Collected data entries
use crate::error::{AppError, Result};

/// Samples per ingest submission. The collector client always reports one
/// listing page at a time, which carries exactly one price per tier.
pub const SAMPLE_BATCH_SIZE: usize = 4;

/// Default trailing window, in days, for the evaluator and both rankings.
pub const DEFAULT_LOOKBACK_DAYS: i64 = 30;

/// Minimum priced samples an item needs before it is eligible for a
/// ranking or a confident resell verdict.
pub const DEFAULT_MIN_SAMPLES: usize = 5;

/// Result cap for both ranking endpoints.
pub const DEFAULT_TOP_N: usize = 50;

/// Default window for the single-item average price query (days).
pub const AVG_PRICE_DEFAULT_DAYS: i64 = 7;

/// Resell heuristic defaults.
pub mod resell_defaults {
    /// observed_price must sit at or below avg * LOW_RATIO to count as low.
    pub const LOW_RATIO: f64 = 0.6;
    /// Fraction of history that must sit strictly above the observed price.
    pub const FRACTION_HIGHER_NEEDED: f64 = 0.5;
}

#[derive(Debug, Clone)]
pub struct Config {
    pub log_level: String,
    pub db_path: String,
    pub api_port: u16,
    /// Reference catalog JSON (items, item types, recipes). Missing file
    /// degrades to an empty catalog at startup (CATALOG_PATH).
    pub catalog_path: String,
}

impl Config {
    pub fn from_env() -> Result<Self> {
        Ok(Self {
            log_level: std::env::var("LOG_LEVEL").unwrap_or_else(|_| "info".to_string()),
            db_path: std::env::var("DB_PATH").unwrap_or_else(|_| "tradepost.db".to_string()),
            api_port: std::env::var("API_PORT")
                .unwrap_or_else(|_| "8000".to_string())
                .parse::<u16>()
                .map_err(|_| AppError::Config("API_PORT must be a valid port number".to_string()))?,
            catalog_path: std::env::var("CATALOG_PATH")
                .unwrap_or_else(|_| "catalog.json".to_string()),
        })
    }
}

Problem description:
Output the data above in full and exactly.

Response to the exercise:
use crate::error::{AppError, Result};

/// Samples per ingest submission. The collector client always reports one
/// listing page at a time, which carries exactly one price per tier.
pub const SAMPLE_BATCH_SIZE: usize = 4;

/// Default trailing window, in days, for the evaluator and both rankings.
pub const DEFAULT_LOOKBACK_DAYS: i64 = 30;

/// Minimum priced samples an item needs before it is eligible for a
/// ranking or a confident resell verdict.
pub const DEFAULT_MIN_SAMPLES: usize = 5;

/// Result cap for both ranking endpoints.
pub const DEFAULT_TOP_N: usize = 50;

/// Default window for the single-item average price query (days).
pub const AVG_PRICE_DEFAULT_DAYS: i64 = 7;

/// Resell heuristic defaults.
pub mod resell_defaults {
    /// observed_price must sit at or below avg * LOW_RATIO to count as low.
    pub const LOW_RATIO: f64 = 0.6;
    /// Fraction of history that must sit strictly above the observed price.
    pub const FRACTION_HIGHER_NEEDED: f64 = 0.5;
}

#[derive(Debug, Clone)]
pub struct Config {
    pub log_level: String,
    pub db_path: String,
    pub api_port: u16,
    /// Reference catalog JSON (items, item types, recipes). Missing file
    /// degrades to an empty catalog at startup (CATALOG_PATH).
    pub catalog_path: String,
}

impl Config {
    pub fn from_env() -> Result<Self> {
        Ok(Self {
            log_level: std::env::var("LOG_LEVEL").unwrap_or_else(|_| "info".to_string()),
            db_path: std::env::var("DB_PATH").unwrap_or_else(|_| "tradepost.db".to_string()),
            api_port: std::env::var("API_PORT")
                .unwrap_or_else(|_| "8000".to_string())
                .parse::<u16>()
                .map_err(|_| AppError::Config("API_PORT must be a valid port number".to_string()))?,
            catalog_path: std::env::var("CATALOG_PATH")
                .unwrap_or_else(|_| "catalog.json".to_string()),
        })
    }
}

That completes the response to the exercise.